In this screen, the user can choose which Factors they want to include in the output:

image:DC_Factors_screen.JPG

Fig. 11. Factors screen example

The top list box on the left includes found Phenotypic Factors from all studies that the entered lines are present in. If the option to include genotypic data was selected, there will also be a Genotypic Factors box underneath with all found factors from genotypic studies that the entered lines are present in.

The user must choose at least one factor from each box on the left in order to continue, by selecting a factor and clicking on ADD>>. Depending on which factor names have been used in loaded studies, users may see some factors already selected in the box on the right. These are suggested factors and can be removed by selecting them and clicking on <<REMOVE.

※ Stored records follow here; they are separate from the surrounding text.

use std::env;

#[derive(Clone, Copy, Debug, PartialEq, Eq)]
pub enum OutputFormat {
    Text,
    Json,
}

#[derive(Clone, Copy, Debug, PartialEq, Eq)]
pub struct OutputConfig {
    pub format: OutputFormat,
    pub pretty: bool,
}

impl OutputConfig {
    pub fn from_env() -> Self {
        Self::from_values(env::var("SUBSYNC_OUTPUT_FORMAT").ok().as_deref(), env::var("SUBSYNC_OUTPUT_PRETTY").ok().as_deref())
    }

    fn from_values(format: Option<&str>, pretty: Option<&str>) -> Self {
        let format = match format {
            Some("json") => OutputFormat::Json,
            _ => OutputFormat::Text,
        };
        let pretty = match pretty {
            Some(v) if v.eq_ignore_ascii_case("1") || v.eq_ignore_ascii_case("true") || v.eq_ignore_ascii_case("yes") => true,
            _ => false,
        };
        OutputConfig { format, pretty }
    }
}

#[cfg(test)]
mod tests {
    use super::*;

    #[test]
    fn defaults_to_compact_text() {
        assert_eq!(OutputConfig::from_values(None, None), OutputConfig { format: OutputFormat::Text, pretty: false });
    }

    #[test]
    fn reads_json_and_pretty_flags() {
        let cfg = OutputConfig::from_values(Some("json"), Some("YES"));
        assert_eq!(cfg, OutputConfig { format: OutputFormat::Json, pretty: true });
    }
}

Note: Selecting too many factors can make the output unreasonable and may slow down the query, so it is important to carefully choose factors that make sense for the user’s purposes (i.e “REP” and “Plot” for plot data).

Data Filters screens

Depending on the size of your dataset, it may be useful to set up filters for the output. For example, a study that is replicated over numerous environments can produce a very large dataset and the user may only be interested in a portion of that dataset (i.e. all data at a certain location).

Data Filters screen

Setting up a filter is a two-step process:

image:DC_Data_Filters_screen.JPG

Fig. 12. Data Filters screen example

The first step is to include which factors to filter by, so in the previous example, the user would select "Location" from the list box on the left, which has all the chosen factors listed. The user would then click on ADD>> to move the factor to the Filters list box.

If the option for including genotypic data was selected, all genotypic factors chosen will be in a list box directly below. The same process is repeated for genotypic filters.

Note: A maximum of 4 filters can be chosen (2 Factors with a numeric data type and 2 factors with a character data type).

Dataset Filter screen

Now the user must choose the specific criteria for their filter:

image:DC_Filter_Dataset_screen.JPG

Fig. 13. Dataset Filter screen example

The list box on the left (or list boxes, depending on how many filters were chosen) includes all the values for the factor chosen. In the example above, “Location” was chosen to be a filter, so all locations associated with the entered lines are in the list box. Choose the filter criteria from the list box on the right and click on ADD>> to add it to the criteria list box on the right.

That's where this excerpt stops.